Segment Start: MATERIAL FOR THIS EXERCISE
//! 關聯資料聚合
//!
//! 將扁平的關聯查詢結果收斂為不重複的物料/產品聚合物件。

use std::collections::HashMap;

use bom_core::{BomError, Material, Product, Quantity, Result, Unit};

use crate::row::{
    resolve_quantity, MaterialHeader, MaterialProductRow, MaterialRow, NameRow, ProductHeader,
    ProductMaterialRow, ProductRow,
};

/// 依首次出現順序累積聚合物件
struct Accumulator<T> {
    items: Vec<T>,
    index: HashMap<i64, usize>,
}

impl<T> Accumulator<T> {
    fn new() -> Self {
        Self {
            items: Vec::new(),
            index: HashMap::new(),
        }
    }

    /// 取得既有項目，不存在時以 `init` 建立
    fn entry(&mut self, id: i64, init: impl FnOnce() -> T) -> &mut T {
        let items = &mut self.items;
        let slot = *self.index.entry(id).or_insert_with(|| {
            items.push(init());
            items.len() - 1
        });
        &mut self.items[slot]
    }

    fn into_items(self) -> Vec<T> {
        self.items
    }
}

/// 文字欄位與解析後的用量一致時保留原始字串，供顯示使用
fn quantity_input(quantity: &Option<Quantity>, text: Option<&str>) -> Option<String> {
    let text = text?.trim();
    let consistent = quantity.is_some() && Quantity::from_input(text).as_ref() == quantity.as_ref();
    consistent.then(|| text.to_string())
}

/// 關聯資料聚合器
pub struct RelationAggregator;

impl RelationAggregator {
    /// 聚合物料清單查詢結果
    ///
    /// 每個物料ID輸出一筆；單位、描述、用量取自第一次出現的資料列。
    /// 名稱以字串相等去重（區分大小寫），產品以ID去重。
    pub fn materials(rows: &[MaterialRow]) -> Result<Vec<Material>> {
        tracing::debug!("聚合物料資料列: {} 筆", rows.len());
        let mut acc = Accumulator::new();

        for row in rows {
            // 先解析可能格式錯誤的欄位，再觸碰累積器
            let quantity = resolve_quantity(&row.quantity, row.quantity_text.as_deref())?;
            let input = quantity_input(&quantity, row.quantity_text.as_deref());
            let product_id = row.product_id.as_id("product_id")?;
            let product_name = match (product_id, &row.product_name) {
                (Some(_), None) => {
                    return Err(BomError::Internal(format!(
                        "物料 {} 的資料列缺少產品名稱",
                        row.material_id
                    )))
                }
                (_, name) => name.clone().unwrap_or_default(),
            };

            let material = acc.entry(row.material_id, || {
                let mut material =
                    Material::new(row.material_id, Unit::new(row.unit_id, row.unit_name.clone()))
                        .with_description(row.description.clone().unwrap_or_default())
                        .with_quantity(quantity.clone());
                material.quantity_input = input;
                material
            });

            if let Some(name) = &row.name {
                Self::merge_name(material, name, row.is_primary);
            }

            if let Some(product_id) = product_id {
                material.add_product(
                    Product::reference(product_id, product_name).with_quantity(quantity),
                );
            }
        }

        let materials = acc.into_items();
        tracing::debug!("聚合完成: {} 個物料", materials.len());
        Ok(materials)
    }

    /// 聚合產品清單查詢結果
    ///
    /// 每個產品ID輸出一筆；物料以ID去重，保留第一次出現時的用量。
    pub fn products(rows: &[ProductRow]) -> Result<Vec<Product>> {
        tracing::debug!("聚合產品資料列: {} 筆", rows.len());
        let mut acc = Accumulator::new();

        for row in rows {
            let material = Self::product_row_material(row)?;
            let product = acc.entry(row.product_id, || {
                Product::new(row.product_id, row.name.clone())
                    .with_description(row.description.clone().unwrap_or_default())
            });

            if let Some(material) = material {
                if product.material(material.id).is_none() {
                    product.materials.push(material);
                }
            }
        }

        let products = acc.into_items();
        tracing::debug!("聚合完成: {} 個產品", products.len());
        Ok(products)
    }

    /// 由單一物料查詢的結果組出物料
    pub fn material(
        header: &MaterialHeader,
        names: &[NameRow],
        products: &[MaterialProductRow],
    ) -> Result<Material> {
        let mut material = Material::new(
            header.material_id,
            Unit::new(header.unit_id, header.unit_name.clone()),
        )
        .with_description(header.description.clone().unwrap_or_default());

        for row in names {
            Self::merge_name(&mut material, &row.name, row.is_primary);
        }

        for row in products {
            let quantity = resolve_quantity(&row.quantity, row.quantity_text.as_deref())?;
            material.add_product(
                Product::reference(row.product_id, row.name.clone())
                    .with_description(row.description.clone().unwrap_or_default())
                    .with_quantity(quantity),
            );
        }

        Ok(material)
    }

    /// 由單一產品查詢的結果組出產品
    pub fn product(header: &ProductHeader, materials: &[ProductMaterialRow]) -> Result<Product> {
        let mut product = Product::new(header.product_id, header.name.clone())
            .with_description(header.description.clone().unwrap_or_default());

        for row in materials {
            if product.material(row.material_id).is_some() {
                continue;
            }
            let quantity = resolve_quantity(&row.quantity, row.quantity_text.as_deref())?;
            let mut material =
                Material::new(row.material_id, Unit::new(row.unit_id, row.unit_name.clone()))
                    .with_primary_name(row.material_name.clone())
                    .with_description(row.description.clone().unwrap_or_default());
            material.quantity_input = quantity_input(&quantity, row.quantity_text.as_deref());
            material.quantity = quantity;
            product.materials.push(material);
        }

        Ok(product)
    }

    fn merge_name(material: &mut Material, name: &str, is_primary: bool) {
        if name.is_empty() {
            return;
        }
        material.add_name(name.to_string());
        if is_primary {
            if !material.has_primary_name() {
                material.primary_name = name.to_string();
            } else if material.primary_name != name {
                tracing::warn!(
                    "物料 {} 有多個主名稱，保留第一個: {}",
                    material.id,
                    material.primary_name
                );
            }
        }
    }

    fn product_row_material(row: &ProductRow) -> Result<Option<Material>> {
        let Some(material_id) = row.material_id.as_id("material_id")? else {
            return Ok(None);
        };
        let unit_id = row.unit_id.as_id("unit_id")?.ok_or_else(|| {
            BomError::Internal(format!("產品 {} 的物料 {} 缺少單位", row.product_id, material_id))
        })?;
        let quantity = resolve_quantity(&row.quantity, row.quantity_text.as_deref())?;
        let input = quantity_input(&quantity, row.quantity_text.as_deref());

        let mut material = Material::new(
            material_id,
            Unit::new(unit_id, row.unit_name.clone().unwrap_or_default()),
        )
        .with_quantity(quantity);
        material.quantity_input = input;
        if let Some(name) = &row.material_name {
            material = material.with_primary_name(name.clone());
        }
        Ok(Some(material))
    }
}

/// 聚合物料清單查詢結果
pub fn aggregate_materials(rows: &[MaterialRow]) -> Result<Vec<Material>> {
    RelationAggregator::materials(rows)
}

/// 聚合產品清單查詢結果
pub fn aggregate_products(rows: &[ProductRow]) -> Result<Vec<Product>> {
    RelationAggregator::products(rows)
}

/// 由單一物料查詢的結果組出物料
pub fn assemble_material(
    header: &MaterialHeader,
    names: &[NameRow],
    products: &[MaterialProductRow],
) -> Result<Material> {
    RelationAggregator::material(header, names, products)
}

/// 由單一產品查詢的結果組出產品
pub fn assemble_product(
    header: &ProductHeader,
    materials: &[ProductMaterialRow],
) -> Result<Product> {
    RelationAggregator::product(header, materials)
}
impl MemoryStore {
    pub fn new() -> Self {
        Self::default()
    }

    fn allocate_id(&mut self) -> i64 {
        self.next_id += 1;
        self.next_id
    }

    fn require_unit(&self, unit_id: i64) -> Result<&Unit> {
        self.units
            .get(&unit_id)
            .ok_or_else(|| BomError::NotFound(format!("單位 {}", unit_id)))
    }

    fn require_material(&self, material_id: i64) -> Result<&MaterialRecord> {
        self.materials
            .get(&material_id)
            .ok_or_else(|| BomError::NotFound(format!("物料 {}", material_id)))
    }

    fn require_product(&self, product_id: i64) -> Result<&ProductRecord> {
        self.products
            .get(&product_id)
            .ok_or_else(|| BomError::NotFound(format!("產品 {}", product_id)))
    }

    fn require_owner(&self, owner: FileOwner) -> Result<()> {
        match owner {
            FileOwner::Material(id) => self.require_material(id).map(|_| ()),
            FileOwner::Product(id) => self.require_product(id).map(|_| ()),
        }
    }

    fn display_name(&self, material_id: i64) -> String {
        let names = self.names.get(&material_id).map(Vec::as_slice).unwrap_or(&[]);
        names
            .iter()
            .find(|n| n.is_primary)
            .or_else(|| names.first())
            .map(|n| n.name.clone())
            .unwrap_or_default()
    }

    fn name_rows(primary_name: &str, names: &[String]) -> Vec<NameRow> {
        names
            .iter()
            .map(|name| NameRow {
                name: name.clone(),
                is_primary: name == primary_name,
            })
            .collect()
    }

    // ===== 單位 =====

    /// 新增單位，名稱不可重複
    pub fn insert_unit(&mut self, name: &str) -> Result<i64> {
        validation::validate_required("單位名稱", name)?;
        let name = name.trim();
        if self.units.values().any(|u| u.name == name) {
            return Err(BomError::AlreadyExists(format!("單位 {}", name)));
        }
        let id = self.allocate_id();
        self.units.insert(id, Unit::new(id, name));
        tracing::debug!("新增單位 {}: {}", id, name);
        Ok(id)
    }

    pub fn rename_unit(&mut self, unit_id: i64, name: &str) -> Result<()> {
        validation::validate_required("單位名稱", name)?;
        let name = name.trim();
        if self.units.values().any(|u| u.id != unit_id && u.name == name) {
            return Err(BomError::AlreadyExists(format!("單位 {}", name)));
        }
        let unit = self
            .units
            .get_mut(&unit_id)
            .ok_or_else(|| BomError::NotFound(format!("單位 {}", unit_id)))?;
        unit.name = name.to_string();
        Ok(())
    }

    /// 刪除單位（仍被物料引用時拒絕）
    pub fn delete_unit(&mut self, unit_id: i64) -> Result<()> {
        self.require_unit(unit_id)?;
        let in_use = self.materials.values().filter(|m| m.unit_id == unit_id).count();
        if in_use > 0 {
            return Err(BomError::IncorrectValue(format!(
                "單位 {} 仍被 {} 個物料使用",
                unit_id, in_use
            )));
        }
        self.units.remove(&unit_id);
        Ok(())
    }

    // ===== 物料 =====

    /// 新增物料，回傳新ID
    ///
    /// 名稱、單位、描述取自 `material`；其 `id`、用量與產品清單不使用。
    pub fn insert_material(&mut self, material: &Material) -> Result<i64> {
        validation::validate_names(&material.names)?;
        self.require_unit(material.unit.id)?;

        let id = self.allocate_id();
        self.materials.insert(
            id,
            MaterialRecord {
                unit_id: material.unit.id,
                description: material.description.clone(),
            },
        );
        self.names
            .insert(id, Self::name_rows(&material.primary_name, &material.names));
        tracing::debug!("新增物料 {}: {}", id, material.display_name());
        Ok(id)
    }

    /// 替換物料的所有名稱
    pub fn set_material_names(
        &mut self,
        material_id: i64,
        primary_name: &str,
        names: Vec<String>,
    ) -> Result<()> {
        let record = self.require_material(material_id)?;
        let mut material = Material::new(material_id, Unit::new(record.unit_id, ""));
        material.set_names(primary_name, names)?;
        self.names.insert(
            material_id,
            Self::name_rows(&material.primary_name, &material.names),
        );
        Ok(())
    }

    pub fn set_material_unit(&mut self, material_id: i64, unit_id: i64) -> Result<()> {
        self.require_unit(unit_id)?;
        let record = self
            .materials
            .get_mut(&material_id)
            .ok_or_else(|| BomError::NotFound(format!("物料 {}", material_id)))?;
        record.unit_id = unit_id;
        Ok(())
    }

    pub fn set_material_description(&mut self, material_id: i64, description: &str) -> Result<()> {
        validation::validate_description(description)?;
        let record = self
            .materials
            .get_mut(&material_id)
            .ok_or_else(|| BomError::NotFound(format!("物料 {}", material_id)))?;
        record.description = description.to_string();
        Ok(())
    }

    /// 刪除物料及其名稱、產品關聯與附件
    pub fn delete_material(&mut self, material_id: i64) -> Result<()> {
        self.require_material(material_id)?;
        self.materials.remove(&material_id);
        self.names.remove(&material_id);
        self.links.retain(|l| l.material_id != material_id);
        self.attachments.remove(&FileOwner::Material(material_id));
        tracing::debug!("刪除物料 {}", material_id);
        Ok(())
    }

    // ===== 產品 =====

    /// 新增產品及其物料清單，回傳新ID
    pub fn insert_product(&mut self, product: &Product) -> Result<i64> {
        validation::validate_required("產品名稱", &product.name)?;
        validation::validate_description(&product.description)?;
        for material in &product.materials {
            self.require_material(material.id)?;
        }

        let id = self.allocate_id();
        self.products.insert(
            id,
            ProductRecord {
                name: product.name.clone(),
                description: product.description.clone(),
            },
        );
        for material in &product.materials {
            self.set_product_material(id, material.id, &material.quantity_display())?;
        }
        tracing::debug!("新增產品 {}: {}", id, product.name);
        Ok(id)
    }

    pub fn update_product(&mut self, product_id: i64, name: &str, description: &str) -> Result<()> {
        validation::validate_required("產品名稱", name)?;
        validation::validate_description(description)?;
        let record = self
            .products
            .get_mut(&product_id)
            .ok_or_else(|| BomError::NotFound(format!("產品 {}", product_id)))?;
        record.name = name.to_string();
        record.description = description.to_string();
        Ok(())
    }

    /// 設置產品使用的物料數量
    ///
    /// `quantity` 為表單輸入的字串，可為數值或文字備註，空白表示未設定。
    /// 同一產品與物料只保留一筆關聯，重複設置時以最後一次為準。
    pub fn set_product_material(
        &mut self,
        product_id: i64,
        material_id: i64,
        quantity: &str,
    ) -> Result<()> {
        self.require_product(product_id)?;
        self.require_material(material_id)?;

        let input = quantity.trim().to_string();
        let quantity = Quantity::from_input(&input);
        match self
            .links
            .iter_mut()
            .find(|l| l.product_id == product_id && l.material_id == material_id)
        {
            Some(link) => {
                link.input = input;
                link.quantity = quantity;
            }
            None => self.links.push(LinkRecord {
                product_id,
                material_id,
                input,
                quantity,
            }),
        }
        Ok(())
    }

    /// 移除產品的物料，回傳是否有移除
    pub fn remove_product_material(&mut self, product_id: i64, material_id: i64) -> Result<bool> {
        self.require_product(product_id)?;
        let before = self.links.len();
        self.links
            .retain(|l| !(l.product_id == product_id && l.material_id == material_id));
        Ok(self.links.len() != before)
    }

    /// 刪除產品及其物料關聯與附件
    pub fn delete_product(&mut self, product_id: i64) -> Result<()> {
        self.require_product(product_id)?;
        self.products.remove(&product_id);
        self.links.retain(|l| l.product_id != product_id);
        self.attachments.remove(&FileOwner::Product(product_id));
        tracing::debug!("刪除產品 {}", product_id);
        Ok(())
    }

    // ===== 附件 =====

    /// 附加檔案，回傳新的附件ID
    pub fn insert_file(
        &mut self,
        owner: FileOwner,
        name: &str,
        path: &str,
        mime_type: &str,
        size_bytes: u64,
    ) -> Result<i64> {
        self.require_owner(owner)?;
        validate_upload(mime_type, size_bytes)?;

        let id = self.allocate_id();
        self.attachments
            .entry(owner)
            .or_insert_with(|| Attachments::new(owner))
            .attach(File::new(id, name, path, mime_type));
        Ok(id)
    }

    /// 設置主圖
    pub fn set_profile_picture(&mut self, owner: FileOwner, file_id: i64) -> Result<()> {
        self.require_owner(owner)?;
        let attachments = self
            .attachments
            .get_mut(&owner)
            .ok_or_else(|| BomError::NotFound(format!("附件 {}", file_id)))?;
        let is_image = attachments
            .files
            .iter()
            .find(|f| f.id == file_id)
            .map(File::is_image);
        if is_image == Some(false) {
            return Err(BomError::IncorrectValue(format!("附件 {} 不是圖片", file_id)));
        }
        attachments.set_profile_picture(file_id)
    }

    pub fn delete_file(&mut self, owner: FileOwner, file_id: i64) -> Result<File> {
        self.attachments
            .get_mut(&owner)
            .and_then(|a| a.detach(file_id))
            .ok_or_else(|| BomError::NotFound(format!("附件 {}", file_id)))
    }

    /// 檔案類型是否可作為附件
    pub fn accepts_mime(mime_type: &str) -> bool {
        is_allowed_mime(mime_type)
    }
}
Segment End: MATERIAL FOR THIS EXERCISE
PROBLEM TO WORK ON → What lines hold the string "init"? Pick them out of the data.

THE COMPLETED TASK →
    /// 取得既有項目，不存在時以 `init` 建立
    fn entry(&mut self, id: i64, init: impl FnOnce() -> T) -> &mut T {
            items.push(init());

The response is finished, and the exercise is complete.